Biot Report #176: February 17, 2005 Printer Printer Friendly

The Druze [duruzî (singular) durûz (plural)]* are an Arab people who prefer being left alone in the mountains of Syria, Lebanon, Israel, and Jordan where they have farmed, grown their olive and fruit orchards, and raised their families for the past one thousand years (see Photo A). In addition to living in remote places, the Druze deflect outside involvement in their communities and affairs through “dissimulation” (taqiya), meaning they disguise or conceal their beliefs. Unlike Shia Muslims, the Druze place no religious virtue on martyrdom. This protective habit, which developed in response to historical persecution by outside groups, including Shiite Muslims, has made the Druze very hard to know much about for certain and has resulted in many myths about them, which they say are false, but which cannot be truly ruled out because of their ongoing dissimulation. The Druze have occasionally produced visible regional leaders including socialist “I Speak for Lebanon” Kamal Jumblatt, who was assassinated in 1977. (See Photo B)


Druze map.
Source: http://www.druzestudies.org/druzes.html.


Walid Jumblatt (Kamal’s son), leader of the Progressive Socialist Party of Lebanon
and the most prominent leader of the Druze community.
Source: http://www.arabdecision.com/cv_images/577726359_577726359_jumblat.jpg.

The Druze belief system is a Semitic creed that does not conform to Islam, Christianity, Judaism, Greek, or Marxist belief systems. The Druze however trace their origin to the early eleventh century Muslim Shiite Ismaili sect of south Lebanon and North Africa, which persecuted them (more on this below).
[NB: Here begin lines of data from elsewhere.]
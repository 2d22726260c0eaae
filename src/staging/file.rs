//! File-backed tile store.
//!
//! Each tile is written as a PNG (lossless, so a round trip is pixel-exact)
//! named after its [`TileKey`]: `tile_<run>_<col>_<row>.png`. Because the run
//! ID is part of the name, several runs can share one directory. Destination
//! offsets are kept in an in-memory index next to the files.

use crate::core::error::{Phase, TilingError, TilingResult};
use crate::core::types::TileKey;
use crate::staging::{StagedTile, TileStore};
use image::ImageFormat;
use log::{debug, warn};
use parking_lot::Mutex;
use std::collections::hash_map::Entry;
use std::collections::HashMap;
use std::io;
use std::path::{Path, PathBuf};
use tempfile::TempDir;

const STAGED_EXTENSION: &str = "png";

#[derive(Debug, Clone)]
struct IndexEntry {
    path: PathBuf,
    offset: (u32, u32),
    written: bool,
}

/// Tile store writing one PNG per tile into a staging directory.
#[derive(Debug)]
pub struct FileTileStore {
    dir: PathBuf,
    index: Mutex<HashMap<TileKey, IndexEntry>>,
    // Removes the directory on drop when the store created it.
    _owned: Option<TempDir>,
}

impl FileTileStore {
    /// Stage into `dir`, creating it if needed. The directory is left in
    /// place when the store is dropped.
    pub fn new(dir: impl Into<PathBuf>) -> TilingResult<Self> {
        let dir = dir.into();
        std::fs::create_dir_all(&dir).map_err(|e| TilingError::StagingUnavailable {
            path: dir.clone(),
            error: e.to_string(),
        })?;
        Ok(Self {
            dir,
            index: Mutex::new(HashMap::new()),
            _owned: None,
        })
    }

    /// Stage into a fresh directory under the system temp dir, removed
    /// together with the store.
    pub fn temporary() -> TilingResult<Self> {
        Self::temporary_in(std::env::temp_dir())
    }

    /// Stage into a fresh directory under `parent`, removed together with
    /// the store.
    pub fn temporary_in(parent: impl AsRef<Path>) -> TilingResult<Self> {
        let parent = parent.as_ref();
        let temp = tempfile::Builder::new()
            .prefix("tessella-")
            .tempdir_in(parent)
            .map_err(|e| TilingError::StagingUnavailable {
                path: parent.to_path_buf(),
                error: e.to_string(),
            })?;
        debug!("Staging tiles in {}", temp.path().display());
        Ok(Self {
            dir: temp.path().to_path_buf(),
            index: Mutex::new(HashMap::new()),
            _owned: Some(temp),
        })
    }

    /// Directory the tiles are written to.
    pub fn dir(&self) -> &Path {
        &self.dir
    }

    /// Path a tile with `key` is staged at.
    pub fn path_for(&self, key: &TileKey) -> PathBuf {
        self.dir.join(key.file_name(STAGED_EXTENSION))
    }

    /// Drop the reservation for a failed write once its partial file is gone.
    ///
    /// If the file could not be removed the entry stays indexed, unwritten,
    /// so a later `delete` can still find it.
    fn discard_partial(&self, key: TileKey, path: &Path, removal: io::Result<()>) {
        match removal {
            Ok(()) => {}
            Err(e) if e.kind() == io::ErrorKind::NotFound => {}
            Err(e) => {
                warn!(
                    "Could not remove partial tile {} at {}: {}",
                    key,
                    path.display(),
                    e
                );
                return;
            }
        }
        self.index.lock().remove(&key);
    }

    fn storage_failure(key: TileKey, phase: Phase, error: impl ToString) -> TilingError {
        TilingError::StorageFailure {
            key,
            phase,
            error: error.to_string(),
        }
    }
}

impl TileStore for FileTileStore {
    fn put(&self, key: TileKey, tile: StagedTile) -> TilingResult<()> {
        let path = self.path_for(&key);

        // Reserve the key first so a concurrent put of the same key fails
        // instead of racing on the file.
        match self.index.lock().entry(key) {
            Entry::Occupied(_) => return Err(TilingError::DuplicateKey(key)),
            Entry::Vacant(slot) => {
                slot.insert(IndexEntry {
                    path: path.clone(),
                    offset: tile.offset,
                    written: false,
                });
            }
        }

        if let Err(error) = tile.pixels.save_with_format(&path, ImageFormat::Png) {
            self.discard_partial(key, &path, std::fs::remove_file(&path));
            return Err(Self::storage_failure(key, Phase::Stage, error));
        }

        if let Some(entry) = self.index.lock().get_mut(&key) {
            entry.written = true;
        }
        Ok(())
    }

    fn get(&self, key: &TileKey) -> TilingResult<StagedTile> {
        let entry = match self.index.lock().get(key) {
            Some(entry) if entry.written => entry.clone(),
            _ => return Err(TilingError::NotFound(*key)),
        };

        let pixels = image::open(&entry.path)
            .map_err(|e| Self::storage_failure(*key, Phase::Compose, e))?
            .into_rgba8();
        Ok(StagedTile {
            pixels,
            offset: entry.offset,
        })
    }

    fn delete(&self, key: &TileKey) -> TilingResult<()> {
        let mut index = self.index.lock();
        let entry = index.get(key).ok_or(TilingError::NotFound(*key))?;

        match std::fs::remove_file(&entry.path) {
            Ok(()) => {}
            Err(e) if e.kind() == io::ErrorKind::NotFound => {}
            Err(e) => return Err(Self::storage_failure(*key, Phase::Cleanup, e)),
        }
        index.remove(key);
        Ok(())
    }

    fn keys(&self) -> Vec<TileKey> {
        self.index.lock().keys().copied().collect()
    }

    fn len(&self) -> usize {
        self.index.lock().len()
    }

    fn contains(&self, key: &TileKey) -> bool {
        self.index.lock().contains_key(key)
    }
}

#[cfg(test)]
mod tests {
    use super::*;
    use crate::core::types::{PixelBuffer, RunId, TileCoord};
    use image::Rgba;

    fn staged_files(dir: &Path) -> usize {
        std::fs::read_dir(dir)
            .unwrap()
            .filter_map(Result::ok)
            .filter(|entry| entry.file_name().to_string_lossy().starts_with("tile_"))
            .count()
    }

    #[test]
    fn test_round_trip_is_pixel_exact() {
        let parent = tempfile::tempdir().unwrap();
        let store = FileTileStore::new(parent.path()).unwrap();
        let key = TileKey::new(RunId::new(), TileCoord::new(1, 2));
        let pixels = PixelBuffer::from_fn(13, 9, |x, y| {
            Rgba([(x * 19) as u8, (y * 27) as u8, (x * y) as u8, (255 - x) as u8])
        });
        let tile = StagedTile::new(pixels, 142, 200);

        store.put(key, tile.clone()).unwrap();
        assert!(store.path_for(&key).exists());
        assert_eq!(store.get(&key).unwrap(), tile);

        store.delete(&key).unwrap();
        assert!(!store.path_for(&key).exists());
        assert_eq!(staged_files(parent.path()), 0);
    }

    #[test]
    fn test_duplicate_and_missing() {
        let store = FileTileStore::temporary().unwrap();
        let key = TileKey::new(RunId::new(), TileCoord::new(0, 0));
        let tile = StagedTile::new(PixelBuffer::new(2, 2), 0, 0);

        store.put(key, tile.clone()).unwrap();
        assert!(matches!(store.put(key, tile), Err(TilingError::DuplicateKey(_))));
        store.delete(&key).unwrap();
        assert!(matches!(store.get(&key), Err(TilingError::NotFound(_))));
        assert!(matches!(store.delete(&key), Err(TilingError::NotFound(_))));
    }

    #[test]
    fn test_shared_directory_between_runs() {
        let parent = tempfile::tempdir().unwrap();
        let first = FileTileStore::new(parent.path()).unwrap();
        let second = FileTileStore::new(parent.path()).unwrap();
        let coord = TileCoord::new(1, 1);
        let a = TileKey::new(RunId::new(), coord);
        let b = TileKey::new(RunId::new(), coord);

        first.put(a, StagedTile::new(PixelBuffer::from_pixel(1, 1, Rgba([1, 0, 0, 255])), 0, 0)).unwrap();
        second.put(b, StagedTile::new(PixelBuffer::from_pixel(1, 1, Rgba([2, 0, 0, 255])), 0, 0)).unwrap();
        assert_eq!(staged_files(parent.path()), 2);

        assert_eq!(first.get(&a).unwrap().pixels.get_pixel(0, 0)[0], 1);
        assert_eq!(second.get(&b).unwrap().pixels.get_pixel(0, 0)[0], 2);
    }

    #[test]
    fn test_failed_write_leaves_nothing_behind() {
        let parent = tempfile::tempdir().unwrap();
        let store = FileTileStore::new(parent.path().join("staging")).unwrap();
        let key = TileKey::new(RunId::new(), TileCoord::new(1, 1));

        // A directory squatting on the tile's path makes the write fail.
        std::fs::create_dir(store.path_for(&key)).unwrap();
        let error = store
            .put(key, StagedTile::new(PixelBuffer::new(2, 2), 0, 0))
            .unwrap_err();

        assert!(matches!(error, TilingError::StorageFailure { phase: Phase::Stage, .. }));
        assert_eq!(error.coord(), Some(TileCoord::new(1, 1)));
        assert!(store.is_empty());
    }

    #[test]
    fn test_unremovable_partial_stays_indexed() {
        let parent = tempfile::tempdir().unwrap();
        let store = FileTileStore::new(parent.path()).unwrap();
        let key = TileKey::new(RunId::new(), TileCoord::new(2, 0));
        let path = store.path_for(&key);

        store.index.lock().insert(
            key,
            IndexEntry {
                path: path.clone(),
                offset: (0, 0),
                written: false,
            },
        );
        std::fs::write(&path, b"partial").unwrap();

        let denied = io::Error::from(io::ErrorKind::PermissionDenied);
        store.discard_partial(key, &path, Err(denied));

        assert!(store.contains(&key));
        assert!(matches!(store.get(&key), Err(TilingError::NotFound(_))));

        store.delete(&key).unwrap();
        assert!(store.is_empty());
        assert_eq!(staged_files(parent.path()), 0);
    }

    #[test]
    fn test_removed_partial_drops_entry() {
        let store = FileTileStore::temporary().unwrap();
        let key = TileKey::new(RunId::new(), TileCoord::new(0, 3));
        let path = store.path_for(&key);
        store.index.lock().insert(
            key,
            IndexEntry {
                path: path.clone(),
                offset: (0, 0),
                written: false,
            },
        );

        store.discard_partial(key, &path, Err(io::Error::from(io::ErrorKind::NotFound)));
        assert!(store.is_empty());
    }

    #[test]
    fn test_temporary_dir_removed_on_drop() {
        let parent = tempfile::tempdir().unwrap();
        let store = FileTileStore::temporary_in(parent.path()).unwrap();
        let dir = store.dir().to_path_buf();
        assert!(dir.exists());
        drop(store);
        assert!(!dir.exists());
    }
}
As a result, the connection between the Druze and Muslims is palpable but adversarial. Meanwhile, the Israelis love the Druze for the most part and the Christian Maronites of Lebanon have often joined forces with the Druze to fight battles against Islamist groups, including, for example, the Iranian-controlled Lebanese Hizbullah (see Biot #174 at: http://www.semp.us/biots/biot_174.html). Druze separatism has also made them a “target for the French, British, and later Israeli occupying forces seeking to undermine Arab nationalism and its quest for Arab unity in the wake of the Ottoman collapse after World War I,” according to historian Robert Brenton Betts** (p. 83).


Distribution of religious groups in Lebanon.
Source:http://images.google.com/imgres?imgurl=http://www.worldstatesmen.org/sy-
druz.gif&imgrefurl=http://www.worldstatesmen.org/Lebanon.htm&h=216
&w=324&sz=3&tbnid=XpKzb_mVgfAJ:&tbnh=76&tbnw=114
&start=77&prev=/images%3Fq%3Ddruze%26start%3D60%26hl%3Den%26lr%3D%26sa%3DN

How many Druze are there in the world today? Best estimates place their number at approximately 700,000 worldwide, including 210,000 in Lebanon, 300,000 in Syria, 70,000 in Israel, 15,000 in Jordan, and 75,000 in other countries, including Australia, Canada, Europe, the Philippines, South and Central America, the U.S., and West Africa.*** In the U.S., the American Druze Society has organized annual conventions since 1946 and established its main center in Eagle Rock in Southern California, which is home of the largest concentration of Druze in the U.S. One of the most famous American Druze is the radio and TV personality, Casey Kasem, who was inducted into the Radio Hall of Fame in 1992 and whose voice you can hear at: http://www.radiohof.org/discjockey/caseykasem.html.


Casey Kasem.
Source: http://www.beatlestribute.com/Casey_Kasem!.jpg.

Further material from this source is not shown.